Mountain range in the German state of Thuringia

The Thuringian Forest (Thüringer Wald in German /de/) is a mountain range in the southern parts of the German state of Thuringia, running northwest to southeast. Skirting from its southerly source in foothills to a gorge on its north-west side is the Werra valley. On the other side of the Forest is an upper outcrop of the North German Plain, the Thuringian Basin, which includes the city of Erfurt. The south and south-east continuation of the range is the highland often called the Thuringian-Vogtlandian Slate Mountains. (Note: The geological divisor runs from Gehren via Großbreitenbach to Schönbrunn, defined by the rivers Schleuse and Neubrunn on the southwestern slope, and Talwasser, Wohlrose and Möhre on the northeastern slope.)

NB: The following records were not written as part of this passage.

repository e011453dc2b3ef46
pub mod csv;
pub mod http;
use crate::domain::ports::Notifier;
use crate::domain::processor::Notice;
use crate::error::Result;
use async_trait::async_trait;
use tokio::sync::RwLock;
use tracing::info;

/// Emits each notice as a structured log event. Stands in for the loan
/// system's mailer when the crate runs on its own.
#[derive(Debug, Default, Clone, Copy)]
pub struct TracingNotifier;

#[async_trait]
impl Notifier for TracingNotifier {
    async fn notify(&self, notice: &Notice) -> Result<()> {
        info!(
            customer_id = %notice.customer_id,
            loan_id = %notice.loan_id,
            transaction_id = %notice.transaction_id,
            template = notice.template(),
            "{}",
            notice.subject()
        );
        Ok(())
    }
}

/// Keeps every notice it is handed, in order.
#[derive(Debug, Default)]
pub struct RecordingNotifier {
    sent: RwLock<Vec<Notice>>,
}

impl RecordingNotifier {
    pub fn new() -> Self {
        Self::default()
    }

    pub async fn sent(&self) -> Vec<Notice> {
        self.sent.read().await.clone()
    }
}

#[async_trait]
impl Notifier for RecordingNotifier {
    async fn notify(&self, notice: &Notice) -> Result<()> {
        self.sent.write().await.push(notice.clone());
        Ok(())
    }
}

Among scattered foothills at its northern foot are the towns Eisenach, Gotha and Arnstadt. The towns of Ilmenau and Suhl sit in slight dips on the range itself to the north and south respectively.

== Geography and communications ==
The Thuringian Forest forms a continuous chain of ancient rounded mountains with steep slopes to both sides and poses ample difficulties in transit routing save through a few navigable passes. It is about 70 km long and 20 km wide. The highest elevation is Großer Beerberg at 982 m above sea level.

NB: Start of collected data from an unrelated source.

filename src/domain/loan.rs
use super::ids::{AuthorizationId, CustomerId, LoanId};
use chrono::{NaiveDate, NaiveDateTime};
use rust_decimal::Decimal;
use serde::{Deserialize, Serialize};

/// The slice of a loan record this crate reads from the loan system.
#[derive(Debug, Clone, PartialEq, Eq, Serialize, Deserialize)]
pub struct Loan {
    pub id: LoanId,
    pub customer_id: CustomerId,
    /// Loan-level payment account, taking precedence over the customer default.
    pub payment_override: Option<AuthorizationId>,
}

/// Next unpaid instalment of a loan. The amount is taken as reported and may
/// be zero when the instalment is already covered.
#[derive(Debug, Clone, Copy, PartialEq, Eq, Serialize, Deserialize)]
pub struct DuePayment {
    pub due_date: NaiveDate,
    pub amount: Decimal,
}

/// A payment account chosen for a loan through this crate. Once stored it
/// replaces the loan book's override, including when it clears it.
#[derive(Debug, Clone, PartialEq, Eq, Serialize, Deserialize)]
pub struct PaymentOverride {
    pub loan_id: LoanId,
    pub authorization_id: Option<AuthorizationId>,
    pub updated_at: NaiveDateTime,
}
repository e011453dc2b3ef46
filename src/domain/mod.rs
//! Domain layer: records, value objects and state transitions, plus the ports
//! through which the application reaches storage, the loan system, the
//! processor and the notification channel.

pub mod authorization;
pub mod ids;
pub mod loan;
pub mod money;
pub mod ports;
pub mod processor;
pub mod settlement;
pub mod transaction;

The Rennsteig (sometimes called Rennweg) is an ancient path following the main ridge and connecting the summits. It is now a famous hiking path and marks the traditional boundary between the hills-dominated terrain of central Germany and the more rugged terrain characteristic of southern Germany, and also the boundary between the cultural regions of central and north Thuringia and Franconia. Dialects and traditional customs and costumes are different on either side of the Rennsteig. The Rennsteig is the subject of the song Rennsteiglied (de), the unofficial hymn of Thuringia.

Motorway A 4 passes north of the Thuringian Forest, while A 71, intersecting the former south of Erfurt, crosses the range from the northeast to the southwest, passes under the ridge in the Rennsteig Tunnel near Oberhof, and is joined near Suhl by A 73. Two more long-distance roads, Bundesstraßen 19 and 84, pass over the western parts of the range, while Bundesstraße 88 skirts the northern foothills between Eisenach and Geraberg.

The Neudietendorf–Ritschenhausen railway crosses the Thuringian Forest in Brandleite Tunnel between Gehlberg and Oberhof, the Werra Railway between Eisenach and Eisfeld does so in a tunnel near Förtha. Both are in daily operation. A third line, the southern section of the Plaue–Themar railway, does not use a tunnel, but crosses the mountain ridge at Rennsteig switchback station. It has only been used by museum trains since 1998. The Nuremberg–Erfurt high-speed railway crosses the Thuringian Forest with the help of several tunnels and bridges.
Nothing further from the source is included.